Task objective: All records below are to be set down exactly, each character intact.

Exercise input:

▼▼▼

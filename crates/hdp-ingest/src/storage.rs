//! Postgres storage layer
//!
//! All writes are upserts on the record's natural key and run inside a
//! caller-owned transaction, so a batch either lands whole or not at all and
//! a redelivered message is a harmless overwrite.

use std::time::Duration;

use sqlx::postgres::{PgPool, PgPoolOptions};
use sqlx::{Postgres, Transaction};
use tracing::info;

use crate::config::DbConfig;
use crate::error::{IngestError, IngestResult};
use hdp_common::types::{DietEntry, WeightRecord, WEIGHT_MAX_EXCLUSIVE, WEIGHT_MIN_EXCLUSIVE};

/// Create the connection pool for the consumer
pub async fn create_pool(config: &DbConfig) -> IngestResult<PgPool> {
    let pool = PgPoolOptions::new()
        .max_connections(config.max_connections)
        .min_connections(config.min_connections)
        .acquire_timeout(Duration::from_secs(config.connect_timeout_secs))
        .connect(&config.url)
        .await?;

    info!(
        max_connections = config.max_connections,
        min_connections = config.min_connections,
        "Database connection pool created"
    );

    Ok(pool)
}

/// Enforce the physical plausibility bound, exclusive on both ends.
///
/// The schema carries the same CHECK constraint; checking here first turns a
/// bad record into a typed batch failure instead of a raw constraint error.
pub fn validate_weight(value: f64) -> IngestResult<()> {
    if value <= WEIGHT_MIN_EXCLUSIVE || value >= WEIGHT_MAX_EXCLUSIVE {
        return Err(IngestError::ImplausibleWeight(value));
    }
    Ok(())
}

/// Upsert one weight record, keyed on date (last write for a date wins)
pub async fn upsert_weight(
    tx: &mut Transaction<'_, Postgres>,
    record: &WeightRecord,
) -> IngestResult<()> {
    validate_weight(record.value)?;

    sqlx::query(
        r#"
        INSERT INTO weight (date, weight)
        VALUES ($1, $2)
        ON CONFLICT (date)
        DO UPDATE SET weight = EXCLUDED.weight
        "#,
    )
    .bind(record.date)
    .bind(record.value)
    .execute(&mut **tx)
    .await?;

    Ok(())
}

/// Upsert one diet entry, keyed on (date, time)
pub async fn upsert_diet_entry(
    tx: &mut Transaction<'_, Postgres>,
    entry: &DietEntry,
) -> IngestResult<()> {
    sqlx::query(
        r#"
        INSERT INTO diet (date, time, raw_description)
        VALUES ($1, $2, $3)
        ON CONFLICT (date, time)
        DO UPDATE SET raw_description = EXCLUDED.raw_description
        "#,
    )
    .bind(entry.date)
    .bind(entry.time)
    .bind(&entry.raw_description)
    .execute(&mut **tx)
    .await?;

    Ok(())
}

#[cfg(test)]
mod tests {
    use super::*;

    #[test]
    fn test_weight_bounds_are_exclusive() {
        assert!(validate_weight(0.0).is_err());
        assert!(validate_weight(300.0).is_err());
        assert!(validate_weight(-5.0).is_err());
        assert!(validate_weight(427.3).is_err());

        assert!(validate_weight(0.1).is_ok());
        assert!(validate_weight(299.9).is_ok());
        assert!(validate_weight(180.2).is_ok());
    }
}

▲▲▲

Task answer:
filename crates/hdp-ingest/src/storage.rs
//! Postgres storage layer
//!
//! All writes are upserts on the record's natural key and run inside a
//! caller-owned transaction, so a batch either lands whole or not at all and
//! a redelivered message is a harmless overwrite.

use std::time::Duration;

use sqlx::postgres::{PgPool, PgPoolOptions};
use sqlx::{Postgres, Transaction};
use tracing::info;

use crate::config::DbConfig;
use crate::error::{IngestError, IngestResult};
use hdp_common::types::{DietEntry, WeightRecord, WEIGHT_MAX_EXCLUSIVE, WEIGHT_MIN_EXCLUSIVE};

/// Create the connection pool for the consumer
pub async fn create_pool(config: &DbConfig) -> IngestResult<PgPool> {
    let pool = PgPoolOptions::new()
        .max_connections(config.max_connections)
        .min_connections(config.min_connections)
        .acquire_timeout(Duration::from_secs(config.connect_timeout_secs))
        .connect(&config.url)
        .await?;

    info!(
        max_connections = config.max_connections,
        min_connections = config.min_connections,
        "Database connection pool created"
    );

    Ok(pool)
}

/// Enforce the physical plausibility bound, exclusive on both ends.
///
/// The schema carries the same CHECK constraint; checking here first turns a
/// bad record into a typed batch failure instead of a raw constraint error.
pub fn validate_weight(value: f64) -> IngestResult<()> {
    if value <= WEIGHT_MIN_EXCLUSIVE || value >= WEIGHT_MAX_EXCLUSIVE {
        return Err(IngestError::ImplausibleWeight(value));
    }
    Ok(())
}

/// Upsert one weight record, keyed on date (last write for a date wins)
pub async fn upsert_weight(
    tx: &mut Transaction<'_, Postgres>,
    record: &WeightRecord,
) -> IngestResult<()> {
    validate_weight(record.value)?;

    sqlx::query(
        r#"
        INSERT INTO weight (date, weight)
        VALUES ($1, $2)
        ON CONFLICT (date)
        DO UPDATE SET weight = EXCLUDED.weight
        "#,
    )
    .bind(record.date)
    .bind(record.value)
    .execute(&mut **tx)
    .await?;

    Ok(())
}

/// Upsert one diet entry, keyed on (date, time)
pub async fn upsert_diet_entry(
    tx: &mut Transaction<'_, Postgres>,
    entry: &DietEntry,
) -> IngestResult<()> {
    sqlx::query(
        r#"
        INSERT INTO diet (date, time, raw_description)
        VALUES ($1, $2, $3)
        ON CONFLICT (date, time)
        DO UPDATE SET raw_description = EXCLUDED.raw_description
        "#,
    )
    .bind(entry.date)
    .bind(entry.time)
    .bind(&entry.raw_description)
    .execute(&mut **tx)
    .await?;

    Ok(())
}

#[cfg(test)]
mod tests {
    use super::*;

    #[test]
    fn test_weight_bounds_are_exclusive() {
        assert!(validate_weight(0.0).is_err());
        assert!(validate_weight(300.0).is_err());
        assert!(validate_weight(-5.0).is_err());
        assert!(validate_weight(427.3).is_err());

        assert!(validate_weight(0.1).is_ok());
        assert!(validate_weight(299.9).is_ok());
        assert!(validate_weight(180.2).is_ok());
    }
}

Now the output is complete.